Inefficacious Testing
Again, testing that is done is such a way that the results are worse than no results at all. How can that possibly be? I had an experience about a decade ago where the contract house I was working for was asked to update an eCommerce site for a very famous company. The coding was done stateside and the testing overseas. My boss asked me to look at a statement from the Test Lead indicating that the product was defect free. Five or six testers for a couple months – and the product was defect free… I asked him to show me the defects that had been written and there were a couple – a couple. Five developers over 6 months and they had only created a couple bugs (several of which weren’t bugs)? I sat down at his station and tried a couple quick workflow tests… So many bugs that in 5 minutes he had a page full of notes. I wrote up the notes and he asked them to check those areas again.
Four weeks later they came back with a vague ‘cache’ defect. My Director asked me to spend a day and see what I could find. After that day, I found 16 critical and high defects, 14 of which the customer needed to have fixed before go live. That wasn’t a complete test set, just what I could do in one day. Their testing certainly wasn’t effective but more importantly, they had given their ‘assurance’ that the ‘quality’ of the product was impeccable, “defect free” – when in fact it would have completely shut down that company’s business if it had been deployed. I am not that good of a tester, so if I could find and document that many critical and high issues in such a short time the software was not deployable. Their testing was inefficacious, ineffective, and potentially exposing the company to a malpractice suit. If they had done no testing at all at least the customer would have had the expectation that they needed more than just a UAT battery before accepting the solution.
Test adulteration occurs for multiple reasons: lack of training and experience in the test team, lack of understanding of the solution, bad process, lack of commitment and ethics, and naivety in understanding the nature of the test problem. In an inefficacious test process you aren’t even aware that the testing is ineffective until the feature release hits the proverbial fan. If your release hits the customer and is completely rejected by the customer then you either weren’t testing, or didn’t understand the usage and purpose of the solution.

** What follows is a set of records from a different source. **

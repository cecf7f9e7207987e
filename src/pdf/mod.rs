//! Letter counting over positioned text extracted from PDF pages.
//!
//! Parsing PDFs is left to an external extractor. Anything that can hand out
//! per-page [`TextFragment`]s implements [`FragmentSource`]; the
//! [`FragmentDocument`] type reads such fragments from a JSON dump.
//!
//! A [`PageWindow`] selects a range of pages and a vertical band on each
//! page, which is how running headers and footers are excluded.

use std::fs;
use std::path::Path;

use serde::{Deserialize, Serialize};
use thiserror::Error;

use crate::text::{normalize_letters, FrequencyMap};

/// Errors that can occur while reading fragments.
#[derive(Error, Debug)]
pub enum PdfError {
    #[error("I/O error: {0}")]
    Io(#[from] std::io::Error),

    #[error("Invalid fragment dump: {0}")]
    Json(#[from] serde_json::Error),

    #[error("Page {page} out of range (document has {page_count} pages)")]
    PageOutOfRange { page: usize, page_count: usize },
}

/// A run of text with the text matrix it was drawn with.
#[derive(Debug, Clone, PartialEq, Serialize, Deserialize)]
pub struct TextFragment {
    pub text: String,
    /// `[a, b, c, d, e, f]`; `e`/`f` are the horizontal/vertical offsets.
    pub transform: [f64; 6],
}

impl TextFragment {
    /// Creates a fragment drawn at vertical position `y` with an identity scale.
    pub fn at(text: impl Into<String>, y: f64) -> Self {
        Self {
            text: text.into(),
            transform: [1.0, 0.0, 0.0, 1.0, 0.0, y],
        }
    }

    /// Vertical coordinate of the fragment (PDF user space, origin at the bottom).
    pub fn y(&self) -> f64 {
        self.transform[5]
    }
}

/// A page-addressable source of positioned text.
pub trait FragmentSource {
    /// Number of pages in the document.
    fn page_count(&self) -> usize;

    /// Fragments on page `index` (zero-based), in drawing order.
    fn page_fragments(&self, index: usize) -> Result<Vec<TextFragment>, PdfError>;
}

/// Pages `[page_start, page_stop)` and the open vertical band `(y_min, y_max)`.
#[derive(Debug, Clone, Copy, PartialEq)]
pub struct PageWindow {
    pub page_start: usize,
    pub page_stop: usize,
    pub y_min: f64,
    pub y_max: f64,
}

impl PageWindow {
    pub fn new(page_start: usize, page_stop: usize, y_min: f64, y_max: f64) -> Self {
        Self {
            page_start,
            page_stop,
            y_min,
            y_max,
        }
    }

    /// True if `fragment` lies strictly inside the vertical band.
    pub fn contains(&self, fragment: &TextFragment) -> bool {
        let y = fragment.y();
        y > self.y_min && y < self.y_max
    }

    /// Selected page indices; empty when `page_start >= page_stop`.
    pub fn pages(&self) -> std::ops::Range<usize> {
        self.page_start..self.page_stop.max(self.page_start)
    }
}

/// Collects the fragments inside `window`, page by page.
pub fn fragments_in_window<S: FragmentSource + ?Sized>(
    source: &S,
    window: &PageWindow,
) -> Result<Vec<TextFragment>, PdfError> {
    let page_count = source.page_count();
    if window.page_stop > page_count && window.page_start < window.page_stop {
        return Err(PdfError::PageOutOfRange {
            page: window.page_stop - 1,
            page_count,
        });
    }

    let mut kept = Vec::new();
    for page in window.pages() {
        kept.extend(
            source
                .page_fragments(page)?
                .into_iter()
                .filter(|fragment| window.contains(fragment)),
        );
    }
    Ok(kept)
}

/// Normalized letters of every fragment inside `window`, in page order.
pub fn letters_in_pages<S: FragmentSource + ?Sized>(
    source: &S,
    window: &PageWindow,
) -> Result<Vec<char>, PdfError> {
    let fragments = fragments_in_window(source, window)?;
    Ok(fragments
        .iter()
        .flat_map(|fragment| normalize_letters(&fragment.text))
        .collect())
}

/// Counts the letters inside `window`.
pub fn count_pdf_letters<S: FragmentSource + ?Sized>(
    source: &S,
    window: &PageWindow,
) -> Result<FrequencyMap, PdfError> {
    Ok(letters_in_pages(source, window)?.into_iter().collect())
}

/// Fragments of one page in a [`FragmentDocument`].
#[derive(Debug, Clone, Default, PartialEq, Serialize, Deserialize)]
pub struct PageFragments {
    #[serde(default)]
    pub fragments: Vec<TextFragment>,
}

/// An in-memory document of positioned fragments, usually loaded from JSON:
///
/// `{"pages": [{"fragments": [{"text": "Title", "transform": [1, 0, 0, 1, 72, 780]}]}]}`
#[derive(Debug, Clone, Default, PartialEq, Serialize, Deserialize)]
pub struct FragmentDocument {
    #[serde(default)]
    pub pages: Vec<PageFragments>,
}

impl FragmentDocument {
    /// Parses a JSON fragment dump.
    pub fn from_json(json: &str) -> Result<Self, PdfError> {
        Ok(serde_json::from_str(json)?)
    }

    /// Reads and parses a JSON fragment dump from `path`.
    pub fn from_file(path: impl AsRef<Path>) -> Result<Self, PdfError> {
        let content = fs::read_to_string(path)?;
        Self::from_json(&content)
    }

    /// Serializes the document back to pretty JSON.
    pub fn to_json(&self) -> Result<String, PdfError> {
        Ok(serde_json::to_string_pretty(self)?)
    }
}

impl FragmentSource for FragmentDocument {
    fn page_count(&self) -> usize {
        self.pages.len()
    }

    fn page_fragments(&self, index: usize) -> Result<Vec<TextFragment>, PdfError> {
        self.pages
            .get(index)
            .map(|page| page.fragments.clone())
            .ok_or(PdfError::PageOutOfRange {
                page: index,
                page_count: self.pages.len(),
            })
    }
}
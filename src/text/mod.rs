//! Text processing for letter statistics.
//!
//! This module provides:
//! - Word-character classification and normalization
//! - Lazy, line-by-line letter streams over files
//! - Letter frequency maps

pub mod frequency;
pub mod letters;

pub use frequency::{letters_count, FrequencyMap};
pub use letters::{is_word_char, letters_in_file, normalize_letters, Letters};
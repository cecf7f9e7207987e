//! Letter frequency counting.

use std::collections::HashMap;
use std::io;
use std::path::Path;

use super::letters::letters_in_file;
use crate::ALPHABET_LEN;

/// Occurrence count per normalized letter.
///
/// Letters that never occurred are absent and report a count of zero.
#[derive(Debug, Clone, Default, PartialEq, Eq)]
pub struct FrequencyMap {
    counts: HashMap<char, usize>,
}

impl FrequencyMap {
    /// Creates an empty map.
    pub fn new() -> Self {
        Self::default()
    }

    /// Builds a map from a fallible letter stream, stopping at the first error.
    pub fn try_from_letters<I>(letters: I) -> io::Result<Self>
    where
        I: IntoIterator<Item = io::Result<char>>,
    {
        let mut map = Self::new();
        for letter in letters {
            map.add(letter?);
        }
        Ok(map)
    }

    /// Records one occurrence of `letter`.
    pub fn add(&mut self, letter: char) {
        *self.counts.entry(letter).or_insert(0) += 1;
    }

    /// Count for `letter`; zero if it never occurred.
    pub fn get(&self, letter: char) -> usize {
        self.counts.get(&letter).copied().unwrap_or(0)
    }

    /// Sum of all counts.
    pub fn total(&self) -> usize {
        self.counts.values().sum()
    }

    /// Number of distinct letters seen.
    pub fn len(&self) -> usize {
        self.counts.len()
    }

    pub fn is_empty(&self) -> bool {
        self.counts.is_empty()
    }

    /// Iterates over `(letter, count)` pairs in no particular order.
    pub fn iter(&self) -> impl Iterator<Item = (char, usize)> + '_ {
        self.counts.iter().map(|(c, n)| (*c, *n))
    }

    /// All entries sorted by letter.
    pub fn sorted(&self) -> Vec<(char, usize)> {
        let mut entries: Vec<_> = self.iter().collect();
        entries.sort_unstable_by_key(|(c, _)| *c);
        entries
    }

    /// Counts restricted to the lowercase Latin letters, indexed `a` = 0.
    pub fn alphabet_counts(&self) -> [usize; ALPHABET_LEN] {
        let mut counts = [0; ALPHABET_LEN];
        for (i, slot) in counts.iter_mut().enumerate() {
            *slot = self.get((b'a' + i as u8) as char);
        }
        counts
    }
}

impl FromIterator<char> for FrequencyMap {
    fn from_iter<I: IntoIterator<Item = char>>(iter: I) -> Self {
        let mut map = Self::new();
        map.extend(iter);
        map
    }
}

impl Extend<char> for FrequencyMap {
    fn extend<I: IntoIterator<Item = char>>(&mut self, iter: I) {
        for letter in iter {
            self.add(letter);
        }
    }
}

/// Counts the normalized letters of the file at `path`.
pub fn letters_count(path: impl AsRef<Path>) -> io::Result<FrequencyMap> {
    FrequencyMap::try_from_letters(letters_in_file(path)?)
}
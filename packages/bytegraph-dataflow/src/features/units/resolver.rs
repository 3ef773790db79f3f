/*
 * Unit Resolution
 *
 * A unit is the equivalence class of methods analyzed by one runner.
 * The resolver fixes the partition of work: path edges inside a unit
 * stay local, edges crossing units travel as summary-store messages.
 */

use crate::features::supergraph::application_graph::{class_of, package_of, ApplicationGraph};
use crate::shared::MethodId;
use std::fmt;

/// Equivalence class of methods owned by one runner.
#[derive(Debug, Clone, PartialEq, Eq, Hash, PartialOrd, Ord)]
pub enum Unit {
    /// All methods in one unit.
    Singleton,

    /// Methods of one class.
    Class(String),

    /// Methods of one package.
    Package(String),

    /// Every method is its own unit.
    Method(MethodId),
}

impl fmt::Display for Unit {
    fn fmt(&self, f: &mut fmt::Formatter<'_>) -> fmt::Result {
        match self {
            Unit::Singleton => write!(f, "singleton"),
            Unit::Class(name) => write!(f, "class:{name}"),
            Unit::Package(name) => write!(f, "package:{name}"),
            Unit::Method(id) => write!(f, "method:{id}"),
        }
    }
}

/// Strategy mapping methods onto units.
#[derive(Debug, Clone, Copy, PartialEq, Eq, Default, clap::ValueEnum)]
pub enum UnitResolver {
    /// One runner for the whole program.
    #[default]
    Singleton,

    /// One runner per class.
    PerClass,

    /// One runner per package.
    PerPackage,

    /// One runner per method.
    PerMethod,
}

impl fmt::Display for UnitResolver {
    fn fmt(&self, f: &mut fmt::Formatter<'_>) -> fmt::Result {
        match self {
            UnitResolver::Singleton => write!(f, "singleton"),
            UnitResolver::PerClass => write!(f, "per-class"),
            UnitResolver::PerPackage => write!(f, "per-package"),
            UnitResolver::PerMethod => write!(f, "per-method"),
        }
    }
}

impl UnitResolver {
    pub fn resolve(&self, graph: &dyn ApplicationGraph, method: MethodId) -> Unit {
        match self {
            UnitResolver::Singleton => Unit::Singleton,
            UnitResolver::PerClass => {
                Unit::Class(class_of(&graph.method_signature(method)).to_string())
            }
            UnitResolver::PerPackage => {
                Unit::Package(package_of(&graph.method_signature(method)).to_string())
            }
            UnitResolver::PerMethod => Unit::Method(method),
        }
    }
}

In Health IT we must be vigilant that both our efficacy is as complete as possible and we recognize when our efforts are infective, or when the team is conducting inefficacious testing. When we are not doing the testing we need to do, it is your responsibility to call out what is ineffective and hopefully how it might be resolved. If you don’t know how to solve the problem there are plenty of people capable of consulting to the problem. Inefficacious testing is a different beast altogether, as the fact the effort was adulterated often comes at the end of the mission – so all that remains is to pick up the pieces. We must recognize when this has happened, both as leaders and individual contributors, and address the failures appropriately. As with ineffective testing, inefficacious testing requires both introspection and retrospection, as well as a significant portion of humble pie.
My ask is to be vigilant, to be cognizant, and to constantly seek to improve your craft. As well as applying the standard adage: if you see something, say something.
As always, watch out for brown M&Ms.